Prier 15 jours avec Marguerite Hoppenot

Albéric de Palmaert, auteur de Prier 15 jours avec Marguerite Hoppenot qui paraîtra en septembre prochain, revient sur son choix d’écrire sur cette grande figure encore peu connue du grand public.

 

Nouvelle Cité. Vous expliquez dans l’avant-propos de votre livre qu’écrire sur Marguerite Hoppenot fut une évidence pour vous, pourriez-vous nous en dire plus ?

Albéric de Palmaert. Effectivement, cela m’est apparu comme une double évidence. D’abord parce que Marguerite Hoppenot était réellement une femme de prière. Et ensuite une évidence plus personnelle. J’ai eu la chance de bien la connaître, par une longue fréquentation qui m’a conduit à réaliser avec Jean-Pierre Bussy un film sur et avec elle pour le Jour du Seigneur, puis à écrire sa biographie pour les éditions Salvator (Marguerite Hoppenot. La liberté de l’amour). Et j’ai constaté en repensant à nos conversations ou en lisant ses nombreux écrits que cela me menait directement à la prière. Un ouvrage dans la collection « Prier 15 jours avec » m’a donc semblé évident.

 

N.C. Vous dites aussi avoir eu la chance de la rencontrer, comment cela s’est-il passé ?

A.d.P. Un hasard absolu ! À l’époque, il se trouve que j’étais journaliste à la revue Prier. J’ai reçu un beau jour le coup de fil d’un certain Alain de Langlais qui me suggérait de la rencontrer pour présenter un portrait d’elle dans la revue. Je n’avais rien contre mais je ne la connaissais pas. Lorsque je l’ai vue pour la première fois, cela a été le coup de foudre. Elle m’a séduit (dans le bon sens du terme). Et pendant près de 20 ans, nous avons entretenu des contacts réguliers. Le plus extraordinaire chez elle, c’est qu’elle n’était pas là pour proclamer une vérité, elle avait le souci du dialogue. Elle demandait toujours l’avis de son interlocuteur. Une volonté d’échange, qu’à mon sens, le lecteur peut retrouver dans ce livre qui le fera entrer lui aussi en dialogue avec elle. 

 

N.C. Quel message avez-vous voulu transmettre?

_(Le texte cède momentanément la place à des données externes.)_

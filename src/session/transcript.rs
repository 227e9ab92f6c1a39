use futures::{Stream, StreamExt};
use std::sync::Arc;
use tracing::warn;

use crate::normalize::NormalizedError;
use crate::types::{Chunk, ProviderId, Status, Usage};

/// How a session ended.
#[derive(Debug, Clone, PartialEq)]
pub enum Outcome {
    Done,
    Error(Arc<NormalizedError>),
}

/// Consumer-side fold over a chunk sequence.
///
/// Keeps what a renderer needs: text in emission order, the latest usage and
/// status, and the terminal outcome. Chunks arriving after the terminal chunk
/// are dropped.
#[derive(Debug, Clone, Default)]
pub struct Transcript {
    provider_id: Option<ProviderId>,
    model: Option<String>,
    text: String,
    usage: Option<Usage>,
    status: Option<Status>,
    status_detail: Option<String>,
    outcome: Option<Outcome>,
    chunks_seen: usize,
}

impl Transcript {
    pub fn new() -> Self {
        Self::default()
    }

    /// Drain `chunks` to its end and fold every chunk.
    pub async fn collect<S>(chunks: S) -> Self
    where
        S: Stream<Item = Chunk>,
    {
        let mut transcript = Self::new();
        let mut chunks = std::pin::pin!(chunks);
        while let Some(chunk) = chunks.next().await {
            transcript.push(chunk);
        }
        transcript
    }

    pub fn push(&mut self, chunk: Chunk) {
        if self.outcome.is_some() {
            warn!(?chunk, "chunk after terminal chunk dropped");
            return;
        }
        self.chunks_seen += 1;
        match chunk {
            Chunk::Meta { provider_id, model } => {
                self.provider_id = Some(provider_id);
                self.model = Some(model);
            }
            Chunk::Status { value, detail } => {
                self.status = Some(value);
                self.status_detail = detail;
            }
            Chunk::Text { payload } => self.text.push_str(&payload),
            Chunk::Usage(usage) => self.usage = Some(usage),
            Chunk::Error { error } => self.outcome = Some(Outcome::Error(error)),
            Chunk::Done => self.outcome = Some(Outcome::Done),
        }
    }

    pub fn provider_id(&self) -> Option<ProviderId> {
        self.provider_id
    }

    pub fn model(&self) -> Option<&str> {
        self.model.as_deref()
    }

    pub fn text(&self) -> &str {
        &self.text
    }

    pub fn usage(&self) -> Option<Usage> {
        self.usage
    }

    pub fn status(&self) -> Option<Status> {
        self.status
    }

    pub fn status_detail(&self) -> Option<&str> {
        self.status_detail.as_deref()
    }

    pub fn outcome(&self) -> Option<&Outcome> {
        self.outcome.as_ref()
    }

    pub fn error(&self) -> Option<&Arc<NormalizedError>> {
        match &self.outcome {
            Some(Outcome::Error(e)) => Some(e),
            _ => None,
        }
    }

    pub fn is_finished(&self) -> bool {
        self.outcome.is_some()
    }

    pub fn chunks_seen(&self) -> usize {
        self.chunks_seen
    }
}

#[cfg(test)]
mod tests {
    use super::*;
    use crate::normalize::ErrorKind;
    use futures::stream;

    #[tokio::test]
    async fn latest_usage_wins_and_text_concatenates() {
        let chunks = vec![
            Chunk::Meta {
                provider_id: ProviderId::Gemini,
                model: "gemini-1.5-flash".into(),
            },
            Chunk::status(Status::Running),
            Chunk::text("Hel"),
            Chunk::Usage(Usage::from_counts(None, None, Some(3))),
            Chunk::text("lo"),
            Chunk::Usage(Usage::from_counts(None, None, Some(7))),
            Chunk::status(Status::Completed),
            Chunk::Done,
        ];
        let t = Transcript::collect(stream::iter(chunks)).await;
        assert_eq!(t.text(), "Hello");
        assert_eq!(t.usage().and_then(|u| u.total_tokens), Some(7));
        assert_eq!(t.status(), Some(Status::Completed));
        assert_eq!(t.outcome(), Some(&Outcome::Done));
        assert_eq!(t.model(), Some("gemini-1.5-flash"));
    }

    #[test]
    fn nothing_after_terminal_is_kept() {
        let mut t = Transcript::new();
        t.push(Chunk::Error {
            error: Arc::new(NormalizedError::new(ErrorKind::Provider, "boom")),
        });
        t.push(Chunk::text("late"));
        t.push(Chunk::Done);
        assert_eq!(t.text(), "");
        assert_eq!(t.error().map(|e| e.message()), Some("boom"));
        assert_eq!(t.chunks_seen(), 1);
    }
}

A.d.P. Très simplement, je dirais que j’aime faire se rencontrer ceux que j’aime. Dans ce petit ouvrage nous retrouvons deux personnes que j’affectionne profondément : Jésus-Christ et Marguerite Hoppenot ! J’ai donc naturellement envie de les faire connaître à mes lecteurs. Faire connaître Jésus-Christ à travers mes écrits, c’est un peu ma façon d’évangéliser, et j’ai le souhait que Marguerite soit plus connue du grand public car je pense qu’elle est importante pour notre monde d’aujourd’hui. Et cela se rejoint car elle a tracé une belle voie vers celui qui est le vrai chemin qui mène à Dieu. 

 

N.C. Vous avez pris le parti d’organiser votre livre selon la devise du mouvement Sève qu’elle a créé : être, aimer, servir, unir, pourquoi ce choix?

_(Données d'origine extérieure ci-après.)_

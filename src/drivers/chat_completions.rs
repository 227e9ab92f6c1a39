//! OpenAI 兼容 Chat Completions 驱动：DeepSeek、Groq、Ollama 等
//!
//! Chat Completions driver for OpenAI-compatible servers. Works for DeepSeek,
//! Groq, Moonshot, Ollama, vLLM and anything else that speaks
//! `POST /chat/completions` with `stream: true`.

use async_trait::async_trait;
use serde_json::{json, Value};
use tracing::debug;

use super::{count, DriverCore, ProviderDriver};
use crate::normalize::RawFault;
use crate::types::{Message, ProtocolEvent, ProviderEnv, ProviderId, SessionRequest, Usage};
use crate::{ChunkStream, FaultResult, Result};

#[derive(Debug, Clone)]
pub struct ChatCompletionsDriver {
    core: DriverCore,
}

impl ChatCompletionsDriver {
    pub fn new(env: ProviderEnv) -> Result<Self> {
        Ok(Self {
            core: DriverCore::new(ProviderId::OpenAiCompatible, env)?,
        })
    }

    pub fn build_body(request: &SessionRequest, model: &str) -> Value {
        let mut messages: Vec<Message> = Vec::new();
        if let Some(sys) = request.system.as_deref().map(str::trim).filter(|s| !s.is_empty()) {
            messages.push(Message::system(sys));
        }
        messages.extend(request.prompt.to_messages());

        let mut body = json!({
            "model": model,
            "messages": messages,
            "stream": true,
            "stream_options": { "include_usage": true },
        });
        if let Some(t) = request.temperature {
            body["temperature"] = json!(t);
        }
        if let Some(max) = request.max_output_tokens {
            body["max_tokens"] = json!(max);
        }
        body
    }
}

/// Map one Chat Completions chunk.
pub fn map_event(frame: Value) -> FaultResult<Vec<ProtocolEvent>> {
    if frame.get("error").map_or(false, |e| !e.is_null()) {
        return Err(RawFault::Json(frame));
    }

    let mut events = Vec::new();
    if let Some(delta) = frame.pointer("/choices/0/delta") {
        if delta.get("role").and_then(|r| r.as_str()) == Some("assistant") {
            events.push(ProtocolEvent::running());
        }
        if let Some(content) = delta.get("content").and_then(|c| c.as_str()) {
            if !content.is_empty() {
                events.push(ProtocolEvent::Text(content.to_string()));
            }
        }
        if let Some(calls) = delta.get("tool_calls").and_then(|c| c.as_array()) {
            for name in calls
                .iter()
                .filter_map(|c| c.pointer("/function/name").and_then(|n| n.as_str()))
            {
                events.push(ProtocolEvent::running_with(format!("tool: {}", name)));
            }
        }
    }
    if let Some(u) = frame.get("usage").filter(|u| !u.is_null()) {
        events.push(ProtocolEvent::Usage(Usage::from_counts(
            count(u, "prompt_tokens"),
            count(u, "completion_tokens"),
            count(u, "total_tokens"),
        )));
    }
    Ok(events)
}

#[async_trait]
impl ProviderDriver for ChatCompletionsDriver {
    fn provider_id(&self) -> ProviderId {
        ProviderId::OpenAiCompatible
    }

    fn default_model(&self) -> Option<&str> {
        self.core.default_model()
    }

    async fn stream(&self, request: SessionRequest) -> Result<ChunkStream> {
        let model = self.core.prepare(&request)?;
        let url = self.core.endpoint("chat/completions")?;
        let body = Self::build_body(&request, &model);
        let http = self
            .core
            .stream_request(url, body, &request)
            .header("authorization", &format!("Bearer {}", self.core.api_key()));

        debug!(
            provider = "openai-compatible",
            model = %model,
            base_url = %self.core.transport().base_url(),
            "opening chat completions stream"
        );
        Ok(self
            .core
            .sse_session(http, map_event, request.session_token()))
    }
}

A.d.P. J’ai souhaité, en accord avec les responsables du mouvement Nicole Beau et Marie-Hélène Vallat, articuler mon livre ainsi car ce sont les quatre piliers érigés par Marguerite. Si les trois premiers sont présents dès le début de la création du mouvement Sève, unir, cette quatrième dimension, est venu un peu plus tard. C’est une part importante de son œuvre. Elle a eu l’intuition que les chrétiens devaient s’unir. Elle tenait beaucoup à l’œcuménisme. On ne peut imaginer à quel point elle a été précurseur dans l’Église. Elle avait un regard très avancé sur la position de la femme notamment au sein de l’Église où la gent féminine laïque avait encore peu de poids. 

 

N.C. Qu’est-ce qui fait la force du mouvement Sève ?

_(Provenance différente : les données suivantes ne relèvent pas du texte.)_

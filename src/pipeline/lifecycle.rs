//! Lifecycle wrapper: brackets a vendor event stream with the canonical
//! status/terminal contract.
//!
//! ```text
//! status(running) → mapped events… → usage? → status(completed) → done
//!                                  ↘ status(failed) → error
//! ```
//!
//! The vendor stream's cancellable resource (a child [`CancellationToken`]) is
//! released exactly once, as the last action on every path, or from `Drop` if
//! the consumer walks away early.

use std::collections::VecDeque;
use std::future::Future;

use futures::{stream, StreamExt};
use tokio_util::sync::CancellationToken;
use tracing::{debug, warn, Instrument, Span};

use crate::normalize::{normalize, RawFault};
use crate::types::{Chunk, ProtocolEvent, Status, Usage};
use crate::{BoxStream, ChunkStream, FaultResult};

/// A vendor's raw event stream.
pub type VendorStream<E> = BoxStream<'static, E>;

/// Messages used when a fault carries nothing better.
#[derive(Debug, Clone, PartialEq, Eq)]
pub struct FallbackMessages {
    /// The stream could not be opened.
    pub open: String,
    /// The stream failed after it was opened.
    pub stream: String,
}

impl FallbackMessages {
    pub fn new(open: impl Into<String>, stream: impl Into<String>) -> Self {
        Self {
            open: open.into(),
            stream: stream.into(),
        }
    }

    /// `"<Vendor> request failed"` / `"<Vendor> stream error"`.
    pub fn for_vendor(vendor: &str) -> Self {
        Self::new(
            format!("{} request failed", vendor),
            format!("{} stream error", vendor),
        )
    }
}

/// Owns a session's cancellable resource and cancels it exactly once.
#[derive(Debug)]
pub struct ReleaseGuard {
    token: CancellationToken,
    released: bool,
}

impl ReleaseGuard {
    pub fn new(token: CancellationToken) -> Self {
        Self {
            token,
            released: false,
        }
    }

    /// A handle to the guarded token, for the operation that must observe release.
    pub fn token(&self) -> CancellationToken {
        self.token.clone()
    }

    pub fn is_released(&self) -> bool {
        self.released
    }

    /// Cancel the guarded token. Later calls are no-ops.
    pub fn release(&mut self) {
        if !self.released {
            self.released = true;
            self.token.cancel();
            debug!("vendor stream released");
        }
    }
}

impl Drop for ReleaseGuard {
    fn drop(&mut self) {
        self.release();
    }
}

enum Phase<E, O> {
    Opening(O),
    Streaming(VendorStream<E>),
    Finished,
}

struct Lifecycle<E, O, M> {
    phase: Phase<E, O>,
    pending: VecDeque<Chunk>,
    map: M,
    usage: Option<Usage>,
    fallbacks: FallbackMessages,
    cancel: CancellationToken,
    guard: ReleaseGuard,
}

impl<E, O, M> Lifecycle<E, O, M> {
    fn fail(&mut self, fault: RawFault, fallback_is_open: bool) {
        let fallback = if fallback_is_open {
            &self.fallbacks.open
        } else {
            &self.fallbacks.stream
        };
        let error = normalize(fault, fallback);
        if error.is_cancelled() {
            warn!(error = %error, "session cancelled");
        } else {
            debug!(error = %error, kind = ?error.kind(), "session failed");
        }
        self.pending.push_back(Chunk::status(Status::Failed));
        self.pending.push_back(Chunk::Error { error });
        self.finish();
    }

    fn complete(&mut self) {
        if let Some(usage) = self.usage.take() {
            self.pending.push_back(Chunk::Usage(usage));
        }
        self.pending.push_back(Chunk::status(Status::Completed));
        self.pending.push_back(Chunk::Done);
        debug!("session completed");
        self.finish();
    }

    fn finish(&mut self) {
        self.phase = Phase::Finished;
        self.guard.release();
    }

    /// Queue mapped events; a `Fault` among them fails the session in place.
    fn absorb(&mut self, events: Vec<ProtocolEvent>) {
        for event in events {
            match event {
                ProtocolEvent::Status { value, detail } => {
                    self.pending.push_back(Chunk::Status { value, detail })
                }
                ProtocolEvent::Text(payload) => {
                    if !payload.is_empty() {
                        self.pending.push_back(Chunk::Text { payload });
                    }
                }
                ProtocolEvent::Usage(usage) => self.usage = Some(usage),
                ProtocolEvent::Fault(fault) => {
                    self.fail(fault, false);
                    return;
                }
            }
        }
    }
}

/// Bracket a vendor stream with the canonical lifecycle.
///
/// - `open` receives the session's resource token and opens the vendor stream;
///   the token is cancelled when the session ends, however it ends.
/// - `map` translates one vendor event into zero or more protocol events.
///   Returning `Err` (or emitting [`ProtocolEvent::Fault`]) fails the session.
/// - `cancel` is the caller's token. Firing it while opening or streaming
///   fails the session with a `cancelled` error.
///
/// Usage events are held back and emitted once, after a clean end of stream.
pub fn wrap_lifecycle<E, O, Fut, M>(
    open: O,
    map: M,
    fallbacks: FallbackMessages,
    cancel: CancellationToken,
) -> ChunkStream
where
    E: Send + 'static,
    O: FnOnce(CancellationToken) -> Fut + Send + 'static,
    Fut: Future<Output = FaultResult<VendorStream<E>>> + Send + 'static,
    M: FnMut(E) -> FaultResult<Vec<ProtocolEvent>> + Send + 'static,
{
    let span = Span::current();
    let guard = ReleaseGuard::new(cancel.child_token());
    let state = Lifecycle {
        phase: Phase::Opening(open),
        pending: VecDeque::from([Chunk::status(Status::Running)]),
        map,
        usage: None,
        fallbacks,
        cancel,
        guard,
    };

    let stream = stream::unfold(state, move |mut st| {
        async move {
            loop {
                if let Some(chunk) = st.pending.pop_front() {
                    return Some((chunk, st));
                }

                match std::mem::replace(&mut st.phase, Phase::Finished) {
                    Phase::Finished => {
                        st.guard.release();
                        return None;
                    }
                    Phase::Opening(open) => {
                        let opening = open(st.guard.token());
                        let opened = tokio::select! {
                            biased;
                            _ = st.cancel.cancelled() => Err(RawFault::Cancelled),
                            r = opening => r,
                        };
                        match opened {
                            Ok(vendor) => {
                                debug!("vendor stream opened");
                                st.phase = Phase::Streaming(vendor);
                            }
                            Err(fault) => st.fail(fault, true),
                        }
                    }
                    Phase::Streaming(mut vendor) => {
                        let next = tokio::select! {
                            biased;
                            _ = st.cancel.cancelled() => Some(Err(RawFault::Cancelled)),
                            n = vendor.next() => n,
                        };
                        match next {
                            None => st.complete(),
                            Some(Err(fault)) => st.fail(fault, false),
                            Some(Ok(event)) => match (st.map)(event) {
                                Ok(events) => {
                                    st.phase = Phase::Streaming(vendor);
                                    st.absorb(events);
                                }
                                Err(fault) => st.fail(fault, false),
                            },
                        }
                    }
                }
            }
        }
        .instrument(span.clone())
    });

    Box::pin(stream)
}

A.d.P. Comme Marguerite était extraordinaire, ce mouvement est extraordinaire. Porteuse d’un message qui était plus grand qu’elle, elle était d’une humilité absolue face à ce qu’elle transmettait. C’est pourquoi le mouvement continue de fonctionner sans sa présence. Elle était au service du Seigneur. Et le mouvement a repris le flambeau.